» Supplied records
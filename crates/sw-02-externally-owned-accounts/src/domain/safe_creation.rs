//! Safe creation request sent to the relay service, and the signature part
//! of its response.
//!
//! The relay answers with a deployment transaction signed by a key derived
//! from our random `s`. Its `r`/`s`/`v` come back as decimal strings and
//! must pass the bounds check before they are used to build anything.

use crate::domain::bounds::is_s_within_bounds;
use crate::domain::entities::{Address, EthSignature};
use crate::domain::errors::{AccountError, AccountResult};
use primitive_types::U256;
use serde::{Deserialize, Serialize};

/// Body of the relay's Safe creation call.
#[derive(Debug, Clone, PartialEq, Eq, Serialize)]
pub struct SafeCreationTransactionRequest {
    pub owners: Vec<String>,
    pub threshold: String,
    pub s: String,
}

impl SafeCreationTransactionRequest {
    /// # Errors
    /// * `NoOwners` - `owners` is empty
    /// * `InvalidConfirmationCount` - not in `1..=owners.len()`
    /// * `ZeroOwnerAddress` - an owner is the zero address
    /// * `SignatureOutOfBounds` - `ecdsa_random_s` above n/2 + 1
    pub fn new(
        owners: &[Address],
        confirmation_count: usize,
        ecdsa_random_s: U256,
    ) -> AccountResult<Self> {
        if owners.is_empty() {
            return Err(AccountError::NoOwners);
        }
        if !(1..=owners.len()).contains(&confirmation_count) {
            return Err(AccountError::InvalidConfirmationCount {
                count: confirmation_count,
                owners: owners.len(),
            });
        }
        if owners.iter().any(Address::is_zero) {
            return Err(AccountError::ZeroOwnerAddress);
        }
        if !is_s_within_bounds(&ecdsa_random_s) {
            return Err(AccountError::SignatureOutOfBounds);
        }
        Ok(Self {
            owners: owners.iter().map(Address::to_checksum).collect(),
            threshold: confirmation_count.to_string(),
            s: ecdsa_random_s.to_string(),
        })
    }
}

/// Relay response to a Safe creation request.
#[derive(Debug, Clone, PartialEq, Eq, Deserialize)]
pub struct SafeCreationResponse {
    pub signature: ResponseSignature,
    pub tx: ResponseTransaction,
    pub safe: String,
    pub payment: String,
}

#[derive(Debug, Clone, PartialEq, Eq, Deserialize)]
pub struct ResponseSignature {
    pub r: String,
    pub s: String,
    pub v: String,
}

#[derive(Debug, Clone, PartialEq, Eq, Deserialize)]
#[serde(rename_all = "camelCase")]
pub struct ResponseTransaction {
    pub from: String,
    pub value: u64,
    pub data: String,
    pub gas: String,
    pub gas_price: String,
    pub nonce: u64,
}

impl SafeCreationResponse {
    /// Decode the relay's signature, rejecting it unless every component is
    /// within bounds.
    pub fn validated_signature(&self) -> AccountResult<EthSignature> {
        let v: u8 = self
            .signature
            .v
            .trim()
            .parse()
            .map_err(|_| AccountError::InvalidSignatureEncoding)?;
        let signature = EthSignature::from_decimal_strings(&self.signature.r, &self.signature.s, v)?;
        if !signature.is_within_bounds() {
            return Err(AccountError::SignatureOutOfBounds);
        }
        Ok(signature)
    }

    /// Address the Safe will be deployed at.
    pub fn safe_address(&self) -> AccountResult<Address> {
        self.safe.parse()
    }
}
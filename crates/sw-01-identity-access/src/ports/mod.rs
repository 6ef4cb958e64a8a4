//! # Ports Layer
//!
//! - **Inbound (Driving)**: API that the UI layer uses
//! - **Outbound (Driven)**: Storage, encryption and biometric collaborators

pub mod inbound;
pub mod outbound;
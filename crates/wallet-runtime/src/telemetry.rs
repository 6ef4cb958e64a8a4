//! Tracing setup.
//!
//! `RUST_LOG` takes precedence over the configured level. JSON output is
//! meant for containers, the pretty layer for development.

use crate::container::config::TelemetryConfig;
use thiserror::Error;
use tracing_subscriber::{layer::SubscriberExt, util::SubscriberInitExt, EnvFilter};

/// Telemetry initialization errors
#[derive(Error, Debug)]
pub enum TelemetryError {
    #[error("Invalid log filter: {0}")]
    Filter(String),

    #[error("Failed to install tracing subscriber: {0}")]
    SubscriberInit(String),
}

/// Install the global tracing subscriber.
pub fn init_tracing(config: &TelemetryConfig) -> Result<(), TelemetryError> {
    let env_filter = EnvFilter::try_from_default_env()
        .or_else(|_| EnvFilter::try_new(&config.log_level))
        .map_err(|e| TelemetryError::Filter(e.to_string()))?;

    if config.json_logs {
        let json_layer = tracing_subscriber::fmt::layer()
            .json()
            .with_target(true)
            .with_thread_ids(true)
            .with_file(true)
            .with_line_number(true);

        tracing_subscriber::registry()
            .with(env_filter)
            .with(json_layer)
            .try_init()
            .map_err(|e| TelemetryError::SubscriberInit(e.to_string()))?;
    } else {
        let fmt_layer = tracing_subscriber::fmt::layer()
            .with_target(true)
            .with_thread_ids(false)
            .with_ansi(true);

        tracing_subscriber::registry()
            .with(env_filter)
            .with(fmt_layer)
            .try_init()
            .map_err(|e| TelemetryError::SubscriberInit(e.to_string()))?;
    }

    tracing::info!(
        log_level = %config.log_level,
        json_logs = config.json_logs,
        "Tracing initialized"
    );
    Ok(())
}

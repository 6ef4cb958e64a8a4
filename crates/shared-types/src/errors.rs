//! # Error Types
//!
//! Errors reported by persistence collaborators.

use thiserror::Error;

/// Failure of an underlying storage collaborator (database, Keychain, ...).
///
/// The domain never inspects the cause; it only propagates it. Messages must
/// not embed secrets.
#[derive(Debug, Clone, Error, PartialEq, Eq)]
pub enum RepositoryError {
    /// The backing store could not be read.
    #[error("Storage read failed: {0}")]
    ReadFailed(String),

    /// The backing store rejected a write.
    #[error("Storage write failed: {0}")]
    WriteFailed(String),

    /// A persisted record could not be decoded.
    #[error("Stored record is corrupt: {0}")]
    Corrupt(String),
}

---

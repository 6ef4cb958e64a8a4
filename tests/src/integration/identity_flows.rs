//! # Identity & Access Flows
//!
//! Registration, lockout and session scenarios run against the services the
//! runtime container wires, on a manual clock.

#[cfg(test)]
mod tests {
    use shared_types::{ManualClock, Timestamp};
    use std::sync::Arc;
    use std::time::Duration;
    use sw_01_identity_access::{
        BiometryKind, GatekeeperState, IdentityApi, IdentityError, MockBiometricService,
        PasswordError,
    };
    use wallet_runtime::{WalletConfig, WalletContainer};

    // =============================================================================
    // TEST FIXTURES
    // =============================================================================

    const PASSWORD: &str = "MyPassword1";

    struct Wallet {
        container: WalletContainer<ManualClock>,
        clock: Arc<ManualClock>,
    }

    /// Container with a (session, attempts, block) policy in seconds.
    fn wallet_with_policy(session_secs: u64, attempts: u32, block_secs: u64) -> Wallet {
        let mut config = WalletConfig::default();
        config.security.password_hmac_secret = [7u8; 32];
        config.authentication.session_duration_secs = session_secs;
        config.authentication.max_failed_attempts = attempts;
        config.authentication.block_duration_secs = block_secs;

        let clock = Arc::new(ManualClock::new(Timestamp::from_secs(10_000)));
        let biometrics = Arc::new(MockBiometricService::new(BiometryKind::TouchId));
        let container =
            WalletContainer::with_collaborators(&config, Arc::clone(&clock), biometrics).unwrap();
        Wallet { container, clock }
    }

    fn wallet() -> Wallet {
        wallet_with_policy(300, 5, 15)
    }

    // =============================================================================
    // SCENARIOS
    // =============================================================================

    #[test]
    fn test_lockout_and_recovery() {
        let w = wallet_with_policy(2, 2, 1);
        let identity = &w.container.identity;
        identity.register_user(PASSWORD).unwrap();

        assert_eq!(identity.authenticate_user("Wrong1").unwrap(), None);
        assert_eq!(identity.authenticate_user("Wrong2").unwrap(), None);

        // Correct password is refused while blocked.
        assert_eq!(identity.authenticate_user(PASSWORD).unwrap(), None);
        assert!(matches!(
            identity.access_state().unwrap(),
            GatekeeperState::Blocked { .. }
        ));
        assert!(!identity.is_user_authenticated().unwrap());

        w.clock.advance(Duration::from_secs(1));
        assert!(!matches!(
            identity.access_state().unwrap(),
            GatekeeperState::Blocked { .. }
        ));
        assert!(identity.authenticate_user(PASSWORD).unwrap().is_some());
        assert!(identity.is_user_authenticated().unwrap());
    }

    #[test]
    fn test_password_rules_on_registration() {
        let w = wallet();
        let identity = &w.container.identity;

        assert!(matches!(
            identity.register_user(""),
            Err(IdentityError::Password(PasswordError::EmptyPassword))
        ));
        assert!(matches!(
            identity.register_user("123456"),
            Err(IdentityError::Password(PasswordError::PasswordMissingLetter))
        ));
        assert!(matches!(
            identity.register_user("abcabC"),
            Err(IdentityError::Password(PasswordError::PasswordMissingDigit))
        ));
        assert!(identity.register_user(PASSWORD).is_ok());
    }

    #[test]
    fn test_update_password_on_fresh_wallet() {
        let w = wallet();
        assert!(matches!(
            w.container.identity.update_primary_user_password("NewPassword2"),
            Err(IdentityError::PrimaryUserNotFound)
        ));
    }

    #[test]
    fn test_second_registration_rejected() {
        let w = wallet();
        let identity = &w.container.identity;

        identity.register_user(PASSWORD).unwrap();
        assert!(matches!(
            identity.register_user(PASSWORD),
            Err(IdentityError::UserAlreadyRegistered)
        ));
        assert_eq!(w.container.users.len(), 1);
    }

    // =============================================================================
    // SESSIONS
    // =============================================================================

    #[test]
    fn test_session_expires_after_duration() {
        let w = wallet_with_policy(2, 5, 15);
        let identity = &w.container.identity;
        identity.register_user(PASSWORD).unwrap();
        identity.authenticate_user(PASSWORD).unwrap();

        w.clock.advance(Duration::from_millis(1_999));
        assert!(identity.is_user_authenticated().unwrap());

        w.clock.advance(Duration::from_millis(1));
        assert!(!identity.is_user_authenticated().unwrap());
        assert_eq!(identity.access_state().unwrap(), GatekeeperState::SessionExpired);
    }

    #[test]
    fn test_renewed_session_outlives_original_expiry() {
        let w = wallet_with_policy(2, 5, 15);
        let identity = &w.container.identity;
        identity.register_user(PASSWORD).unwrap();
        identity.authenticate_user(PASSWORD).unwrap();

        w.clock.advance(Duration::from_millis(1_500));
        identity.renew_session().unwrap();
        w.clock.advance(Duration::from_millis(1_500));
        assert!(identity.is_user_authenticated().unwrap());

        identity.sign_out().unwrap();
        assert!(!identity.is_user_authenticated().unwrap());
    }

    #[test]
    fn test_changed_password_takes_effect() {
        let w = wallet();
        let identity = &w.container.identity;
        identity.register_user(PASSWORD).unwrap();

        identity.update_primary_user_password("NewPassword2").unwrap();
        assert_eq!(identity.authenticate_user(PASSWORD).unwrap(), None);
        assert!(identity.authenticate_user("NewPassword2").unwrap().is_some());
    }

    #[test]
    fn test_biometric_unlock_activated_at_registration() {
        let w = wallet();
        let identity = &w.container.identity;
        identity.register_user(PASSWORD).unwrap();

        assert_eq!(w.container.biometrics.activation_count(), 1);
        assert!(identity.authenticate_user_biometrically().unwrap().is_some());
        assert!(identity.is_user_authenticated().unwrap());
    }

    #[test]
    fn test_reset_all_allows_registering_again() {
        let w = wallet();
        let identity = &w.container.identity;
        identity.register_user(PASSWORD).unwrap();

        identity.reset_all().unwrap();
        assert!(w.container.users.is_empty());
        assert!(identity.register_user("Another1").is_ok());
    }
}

» Task objective
Single out each line of the records above with the string "advance" in it, and copy it.

» Answer section
        w.clock.advance(Duration::from_secs(1));
        w.clock.advance(Duration::from_millis(1_999));
        w.clock.advance(Duration::from_millis(1));
        w.clock.advance(Duration::from_millis(1_500));
        w.clock.advance(Duration::from_millis(1_500));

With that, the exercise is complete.